Stored entries
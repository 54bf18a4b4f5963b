use crate::client::{CodeIndexClient, ScanProgress};
use crate::config::Config;
use crate::error;
use crate::types::*;

use anyhow::{Context, Result};
use rmcp::{
    ErrorData as McpError, Peer, RoleServer, ServerHandler, ServiceExt,
    handler::server::{router::prompt::PromptRouter, tool::ToolRouter, wrapper::Parameters},
    model::*,
    prompt, prompt_handler, prompt_router,
    service::RequestContext,
    tool, tool_handler, tool_router,
};
use std::sync::Arc;

#[derive(Clone)]
pub struct CodeIndexMcpServer {
    client: Arc<CodeIndexClient>,
    tool_router: ToolRouter<Self>,
    prompt_router: PromptRouter<Self>,
}

impl CodeIndexMcpServer {
    /// Create a server and its client from configuration
    pub async fn new(config: Config) -> Result<Self> {
        let client = CodeIndexClient::new(config).await?;
        Ok(Self::with_client(Arc::new(client)))
    }

    /// Create a server over an existing client
    pub fn with_client(client: Arc<CodeIndexClient>) -> Self {
        Self {
            client,
            tool_router: Self::tool_router(),
            prompt_router: Self::prompt_router(),
        }
    }

    pub fn client(&self) -> &CodeIndexClient {
        &self.client
    }
}

/// Render a failed operation for the tool response, logging system failures
fn tool_error(tool: &str, err: anyhow::Error) -> String {
    if error::is_user_error(&err) {
        tracing::debug!("{} rejected: {:#}", tool, err);
    } else {
        tracing::error!("{} failed: {:#}", tool, err);
    }
    format!("{:#}", err)
}

fn to_json<T: serde::Serialize>(response: &T) -> Result<String, String> {
    serde_json::to_string_pretty(response).map_err(|e| format!("Serialization failed: {}", e))
}

#[tool_router(router = tool_router)]
impl CodeIndexMcpServer {
    #[tool(
        description = "Register a folder for code indexing. Relative paths are resolved against the server's working directory. Registering an already registered folder returns the existing entry. Run code_index_scan afterwards to index its files."
    )]
    async fn code_index_add_folder(
        &self,
        Parameters(req): Parameters<AddFolderRequest>,
    ) -> Result<String, String> {
        req.validate()?;

        let response = self
            .client
            .add_folder(req)
            .await
            .map_err(|e| tool_error("code_index_add_folder", e))?;

        to_json(&response)
    }

    #[tool(
        description = "Unregister a folder and delete all of its files, chunks and embeddings from the index"
    )]
    async fn code_index_remove_folder(
        &self,
        Parameters(req): Parameters<RemoveFolderRequest>,
    ) -> Result<String, String> {
        req.validate()?;

        let response = self
            .client
            .remove_folder(req)
            .await
            .map_err(|e| tool_error("code_index_remove_folder", e))?;

        to_json(&response)
    }

    #[tool(
        description = "Scan or rescan a registered folder. New and modified files are embedded, unchanged files are skipped by content hash, and deleted files are removed from the index."
    )]
    async fn code_index_scan(
        &self,
        meta: Meta,
        peer: Peer<RoleServer>,
        Parameters(req): Parameters<ScanRequest>,
    ) -> Result<String, String> {
        req.validate()?;

        let progress = meta
            .get_progress_token()
            .map(|token| ScanProgress::new(peer, token));

        let response = self
            .client
            .scan_folder_with_progress(req, progress)
            .await
            .map_err(|e| tool_error("code_index_scan", e))?;

        to_json(&response)
    }

    #[tool(
        description = "Semantic search over indexed code. Returns matching chunks by default, or whole files with retrieve=\"full\". Optionally restrict to one registered folder."
    )]
    async fn code_index_search(
        &self,
        Parameters(req): Parameters<SearchRequest>,
    ) -> Result<String, String> {
        req.validate()?;

        let response = self
            .client
            .search(req)
            .await
            .map_err(|e| tool_error("code_index_search", e))?;

        to_json(&response)
    }

    #[tool(
        description = "Show registered folders with their file counts and status, index totals, and whether the filesystem watcher is running"
    )]
    async fn code_index_status(
        &self,
        Parameters(_req): Parameters<StatusRequest>,
    ) -> Result<String, String> {
        let response = self
            .client
            .status()
            .await
            .map_err(|e| tool_error("code_index_status", e))?;

        to_json(&response)
    }
}

// Prompts for slash commands
#[prompt_router]
impl CodeIndexMcpServer {
    #[prompt(
        name = "index-folder",
        description = "Register a folder and index its files for semantic search"
    )]
    async fn index_folder_prompt(
        &self,
        Parameters(args): Parameters<serde_json::Value>,
    ) -> Result<GetPromptResult, McpError> {
        let path = args.get("path").and_then(|v| v.as_str()).unwrap_or(".");

        let messages = vec![PromptMessage::new_text(
            PromptMessageRole::User,
            format!(
                "Please register the folder '{}' with code_index_add_folder, then index it with code_index_scan.",
                path
            ),
        )];

        Ok(GetPromptResult {
            description: Some(format!("Register and scan {}", path)),
            messages,
        })
    }

    #[prompt(name = "search", description = "Search indexed code by meaning")]
    async fn search_prompt(
        &self,
        Parameters(args): Parameters<serde_json::Value>,
    ) -> Result<Vec<PromptMessage>, McpError> {
        let query = args.get("query").and_then(|v| v.as_str()).unwrap_or("");

        Ok(vec![PromptMessage::new_text(
            PromptMessageRole::User,
            format!("Please search the indexed code with code_index_search for: {}", query),
        )])
    }

    #[prompt(name = "status", description = "Show what is indexed")]
    async fn status_prompt(&self) -> Vec<PromptMessage> {
        vec![PromptMessage::new_text(
            PromptMessageRole::User,
            "Please show the code index status with code_index_status.",
        )]
    }
}

#[tool_handler(router = self.tool_router)]
#[prompt_handler]
impl ServerHandler for CodeIndexMcpServer {
    fn get_info(&self) -> ServerInfo {
        ServerInfo {
            protocol_version: ProtocolVersion::default(),
            capabilities: ServerCapabilities::builder()
                .enable_tools()
                .enable_prompts()
                .build(),
            server_info: Implementation {
                name: "code-index".into(),
                title: Some("Code Index - Semantic Search over Local Folders".into()),
                version: env!("CARGO_PKG_VERSION").into(),
                icons: None,
                website_url: None,
            },
            instructions: Some(format!(
                "Semantic code search over registered folders. \
                Use code_index_add_folder to register a folder, code_index_scan to index it, \
                code_index_search to query, and code_index_status to inspect the index. \
                A filesystem watcher keeps scanned folders up to date. (build {})",
                env!("BUILD_TIMESTAMP")
            )),
        }
    }
}

impl CodeIndexMcpServer {
    /// Serve MCP over stdin/stdout until the client disconnects
    pub async fn serve_stdio(self) -> Result<()> {
        tracing::info!("Starting code index MCP server");

        let transport = rmcp::transport::io::stdio();

        self.serve(transport)
            .await
            .context("Failed to start MCP server")?
            .waiting()
            .await?;

        Ok(())
    }
}
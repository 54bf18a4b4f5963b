// Qdrant over its REST API is the production backend; the in-process store
// serves tests and `backend = "memory"` runs.
pub mod memory;
pub mod qdrant_http;

pub use memory::MemoryVectorStore;
pub use qdrant_http::QdrantHttpStore;

use crate::config::VectorStoreConfig;
use crate::error::VectorStoreError;
use anyhow::Result;
use serde::{Deserialize, Serialize};
use std::sync::Arc;

/// Payload stored with every point. Carries enough to render a search hit
/// without touching the metadata store.
#[derive(Debug, Clone, PartialEq, Serialize, Deserialize)]
#[serde(rename_all = "camelCase")]
pub struct ChunkPayload {
    pub file_id: String,
    pub folder_id: String,
    pub folder_path: String,
    pub file_path: String,
    pub relative_path: String,
    pub language: String,
    pub chunk_num: usize,
    pub start_line: usize,
    pub end_line: usize,
    pub content: String,
}

impl ChunkPayload {
    /// Value of a filterable payload key
    pub fn field(&self, key: &str) -> Option<&str> {
        match key {
            "fileId" => Some(&self.file_id),
            "folderId" => Some(&self.folder_id),
            "folderPath" => Some(&self.folder_path),
            "filePath" => Some(&self.file_path),
            "relativePath" => Some(&self.relative_path),
            "language" => Some(&self.language),
            _ => None,
        }
    }
}

/// A point to upsert
#[derive(Debug, Clone)]
pub struct Point {
    /// UUID string
    pub id: String,
    pub vector: Vec<f32>,
    pub payload: ChunkPayload,
}

/// A nearest-neighbour hit, higher score is closer
#[derive(Debug, Clone)]
pub struct ScoredPoint {
    pub id: String,
    pub score: f32,
    pub payload: ChunkPayload,
}

/// Conjunction of exact payload matches, minus points whose key takes any excluded value
#[derive(Debug, Clone, Default, PartialEq)]
pub struct PointFilter {
    must: Vec<(String, String)>,
    must_not: Vec<(String, Vec<String>)>,
}

impl PointFilter {
    pub fn new() -> Self {
        Self::default()
    }

    /// Every point belonging to a folder
    pub fn folder(folder_id: &str) -> Self {
        Self::new().with_match("folderId", folder_id)
    }

    /// Every point belonging to a file
    pub fn file(file_id: &str) -> Self {
        Self::new().with_match("fileId", file_id)
    }

    pub fn with_match(mut self, key: &str, value: &str) -> Self {
        self.must.push((key.to_string(), value.to_string()));
        self
    }

    /// Skip points whose `key` equals any of `values`. An empty list excludes nothing.
    pub fn excluding(mut self, key: &str, values: impl IntoIterator<Item = String>) -> Self {
        let values: Vec<String> = values.into_iter().collect();
        if !values.is_empty() {
            self.must_not.push((key.to_string(), values));
        }
        self
    }

    pub fn matches(&self, payload: &ChunkPayload) -> bool {
        self.must
            .iter()
            .all(|(key, value)| payload.field(key) == Some(value.as_str()))
            && !self.must_not.iter().any(|(key, values)| {
                payload
                    .field(key)
                    .is_some_and(|field| values.iter().any(|v| v == field))
            })
    }

    /// Qdrant filter JSON: `{"must": [{"key": .., "match": {"value": ..}}]}`, plus a
    /// `must_not` list of `{"match": {"any": [..]}}` conditions when exclusions are set
    pub fn to_qdrant(&self) -> serde_json::Value {
        let must: Vec<serde_json::Value> = self
            .must
            .iter()
            .map(|(key, value)| serde_json::json!({ "key": key, "match": { "value": value } }))
            .collect();
        if self.must_not.is_empty() {
            return serde_json::json!({ "must": must });
        }

        let must_not: Vec<serde_json::Value> = self
            .must_not
            .iter()
            .map(|(key, values)| serde_json::json!({ "key": key, "match": { "any": values } }))
            .collect();
        serde_json::json!({ "must": must, "must_not": must_not })
    }
}

/// Trait for vector store operations
#[async_trait::async_trait]
pub trait VectorStore: Send + Sync {
    /// Create the collection if absent. Fails when an existing collection
    /// has a different vector size.
    async fn ensure_collection(&self, name: &str, dimension: usize)
    -> Result<(), VectorStoreError>;

    /// Write or overwrite points by id
    async fn upsert_points(&self, name: &str, points: Vec<Point>) -> Result<(), VectorStoreError>;

    /// Nearest neighbours by cosine similarity, best first
    async fn search_similar(
        &self,
        name: &str,
        vector: Vec<f32>,
        limit: usize,
        filter: Option<PointFilter>,
    ) -> Result<Vec<ScoredPoint>, VectorStoreError>;

    /// Remove every point matching the filter
    async fn delete_by_filter(&self, name: &str, filter: PointFilter)
    -> Result<(), VectorStoreError>;

    /// Count points, optionally filtered
    async fn count(&self, name: &str, filter: Option<PointFilter>)
    -> Result<usize, VectorStoreError>;
}

/// Build the store named by `config.backend`
pub fn create_store(config: &VectorStoreConfig) -> Result<Arc<dyn VectorStore>> {
    match config.backend.as_str() {
        "qdrant" => {
            tracing::info!("Using Qdrant vector store at {}", config.url);
            Ok(Arc::new(QdrantHttpStore::new(
                &config.url,
                config.api_key.clone(),
                std::time::Duration::from_secs(config.timeout_secs),
            )?))
        }
        "memory" => {
            tracing::warn!("Using in-memory vector store; embeddings are lost on exit");
            Ok(Arc::new(MemoryVectorStore::new()))
        }
        other => anyhow::bail!("Unknown vector store backend: {}", other),
    }
}
//! Tests for FileWalker

use super::*;
use tempfile::TempDir;

#[test]
fn test_new_uses_default_ignore_dirs() {
    let walker = FileWalker::new("/tmp", 1024);
    assert_eq!(walker.root, PathBuf::from("/tmp"));
    assert_eq!(walker.max_file_size, 1024);
    assert!(walker.ignore_dirs.iter().any(|d| d == "node_modules"));
}

#[test]
fn test_walk_nonexistent_directory() {
    let result = FileWalker::new("/nonexistent/path/12345", 1024).walk();
    let err = result.unwrap_err();
    assert!(err.to_string().contains("no longer exists"));
}

#[test]
fn test_walk_not_a_directory() {
    let temp_dir = TempDir::new().unwrap();
    let file_path = temp_dir.path().join("main.go");
    fs::write(&file_path, "package main\n").unwrap();

    let err = FileWalker::new(&file_path, 1024).walk().unwrap_err();
    assert!(err.to_string().contains("not a directory"));
}

#[test]
fn test_walk_empty_directory() {
    let temp_dir = TempDir::new().unwrap();
    let files = FileWalker::new(temp_dir.path(), 1024).walk().unwrap();
    assert!(files.is_empty());
}

#[test]
fn test_walk_filters_by_extension_and_dirs() {
    let temp_dir = TempDir::new().unwrap();
    let root = temp_dir.path();
    fs::create_dir_all(root.join("src")).unwrap();
    fs::create_dir_all(root.join("node_modules/pkg")).unwrap();
    fs::create_dir_all(root.join("build")).unwrap();

    fs::write(root.join("src/main.rs"), "fn main() {}\n").unwrap();
    fs::write(root.join("README.md"), "# readme\n").unwrap();
    fs::write(root.join("notes.txt"), "plain text\n").unwrap();
    fs::write(root.join("node_modules/pkg/index.js"), "module.exports = 1;\n").unwrap();
    fs::write(root.join("build/out.go"), "package out\n").unwrap();

    let mut files = FileWalker::new(root, 1024 * 1024).walk().unwrap();
    files.sort_by(|a, b| a.relative_path.cmp(&b.relative_path));

    let paths: Vec<&str> = files.iter().map(|f| f.relative_path.as_str()).collect();
    assert_eq!(paths, vec!["README.md", "src/main.rs"]);
    assert_eq!(files[1].language, "rust");
    assert_eq!(files[0].language, "markdown");
}

#[test]
fn test_walk_skips_large_and_binary_files() {
    let temp_dir = TempDir::new().unwrap();
    let root = temp_dir.path();
    fs::write(root.join("big.go"), "x".repeat(2048)).unwrap();
    fs::write(root.join("blob.c"), [0u8, 1, 2, 3, 0, 5]).unwrap();
    fs::write(root.join("latin1.py"), [b'#', b' ', 0xE9, b'\n']).unwrap();
    fs::write(root.join("ok.py"), "print('hi')\n").unwrap();

    let files = FileWalker::new(root, 1024).walk().unwrap();
    assert_eq!(files.len(), 1);
    assert_eq!(files[0].relative_path, "ok.py");
}

#[test]
fn test_hash_and_counts() {
    let temp_dir = TempDir::new().unwrap();
    let path = temp_dir.path().join("a.go");
    fs::write(&path, "package a\n\nfunc A() {}\n").unwrap();

    let files = FileWalker::new(temp_dir.path(), 1024).walk().unwrap();
    let file = &files[0];
    assert_eq!(file.sha256, hash_bytes(b"package a\n\nfunc A() {}\n"));
    assert_eq!(file.sha256.len(), 64);
    assert_eq!(file.size, 23);
    assert_eq!(file.line_count, 3);
    assert!(file.modified_at.is_some());
}

#[test]
fn test_walk_respects_gitignore() {
    let temp_dir = TempDir::new().unwrap();
    let root = temp_dir.path();
    fs::write(root.join(".gitignore"), "generated.go\n").unwrap();
    fs::write(root.join("generated.go"), "package gen\n").unwrap();
    fs::write(root.join("main.go"), "package main\n").unwrap();

    let files = FileWalker::new(root, 1024).walk().unwrap();
    assert_eq!(files.len(), 1);
    assert_eq!(files[0].relative_path, "main.go");
}

#[test]
fn test_walk_cancelled() {
    let temp_dir = TempDir::new().unwrap();
    fs::write(temp_dir.path().join("a.go"), "package a\n").unwrap();

    let token = CancellationToken::new();
    token.cancel();
    let result = FileWalker::new(temp_dir.path(), 1024)
        .with_cancellation(token)
        .walk();
    assert!(result.unwrap_err().to_string().contains("cancelled"));
}

#[test]
fn test_scan_file_eligibility() {
    let temp_dir = TempDir::new().unwrap();
    let root = temp_dir.path();
    fs::create_dir_all(root.join("vendor/lib")).unwrap();
    fs::write(root.join("vendor/lib/x.go"), "package x\n").unwrap();
    fs::write(root.join("main.go"), "package main\n").unwrap();
    fs::write(root.join(".env"), "SECRET=1\n").unwrap();

    let walker = FileWalker::new(root, 1024);
    assert!(walker.scan_file(&root.join("main.go")).unwrap().is_some());
    assert!(walker.scan_file(&root.join("vendor/lib/x.go")).unwrap().is_none());
    assert!(walker.scan_file(&root.join(".env")).unwrap().is_none());
    assert!(walker.scan_file(Path::new("/elsewhere/main.go")).unwrap().is_none());
    assert!(walker.scan_file(&root.join("missing.go")).is_err());
}

#[test]
fn test_is_binary() {
    assert!(!is_binary(b""));
    assert!(!is_binary(b"fn main() {}\n\tindent\r\n"));
    assert!(is_binary(b"abc\0def"));
    assert!(is_binary(&[1, 2, 3, b'a']));
}

#[test]
fn test_relative_path_uses_forward_slashes() {
    let root = Path::new("/proj");
    assert_eq!(relative_path(root, Path::new("/proj/src/lib/a.rs")), "src/lib/a.rs");
    assert_eq!(relative_path(root, Path::new("/proj/a.rs")), "a.rs");
}

#[test]
fn test_modified_time_is_captured() {
    let temp_dir = TempDir::new().unwrap();
    let file_path = temp_dir.path().join("lib.rs");
    fs::write(&file_path, "fn main() {}\n").unwrap();
    filetime::set_file_mtime(&file_path, filetime::FileTime::from_unix_time(1_700_000_000, 0))
        .unwrap();

    let scanned = FileWalker::new(temp_dir.path(), 1024)
        .scan_file(&file_path)
        .unwrap()
        .unwrap();
    assert_eq!(scanned.modified_at.unwrap().timestamp(), 1_700_000_000);
}
/// Platform-specific locations for config and persisted metadata
///
/// Resolution goes through the `dirs` crate, which follows the XDG Base Directory
/// layout on Linux and the native conventions on macOS and Windows. `XDG_*`
/// variables are checked first so tests and containers can redirect everything.
use std::path::PathBuf;

const APP_DIR: &str = "code-index";

/// Platform-agnostic path utilities
pub struct PlatformPaths;

impl PlatformPaths {
    /// Base data directory, falling back to the working directory
    pub fn data_dir() -> PathBuf {
        std::env::var_os("XDG_DATA_HOME")
            .map(PathBuf::from)
            .or_else(dirs::data_local_dir)
            .unwrap_or_else(|| PathBuf::from("."))
    }

    /// Base config directory, falling back to the working directory
    pub fn config_dir() -> PathBuf {
        std::env::var_os("XDG_CONFIG_HOME")
            .map(PathBuf::from)
            .or_else(dirs::config_dir)
            .unwrap_or_else(|| PathBuf::from("."))
    }

    /// Returns: {data_dir}/code-index
    pub fn project_data_dir() -> PathBuf {
        Self::data_dir().join(APP_DIR)
    }

    /// Returns: {config_dir}/code-index
    pub fn project_config_dir() -> PathBuf {
        Self::config_dir().join(APP_DIR)
    }

    /// Returns: {data_dir}/code-index/metadata.json
    pub fn default_metadata_path() -> PathBuf {
        Self::project_data_dir().join("metadata.json")
    }

    /// Returns: {config_dir}/code-index/config.toml
    pub fn default_config_path() -> PathBuf {
        Self::project_config_dir().join("config.toml")
    }
}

# Exercise prompt
Filter the records down to the lines that contain the string "scanned", and copy those lines.

# Solution below
                A filesystem watcher keeps scanned folders up to date. (build {})",
    let scanned = FileWalker::new(temp_dir.path(), 1024)
    assert_eq!(scanned.modified_at.unwrap().timestamp(), 1_700_000_000);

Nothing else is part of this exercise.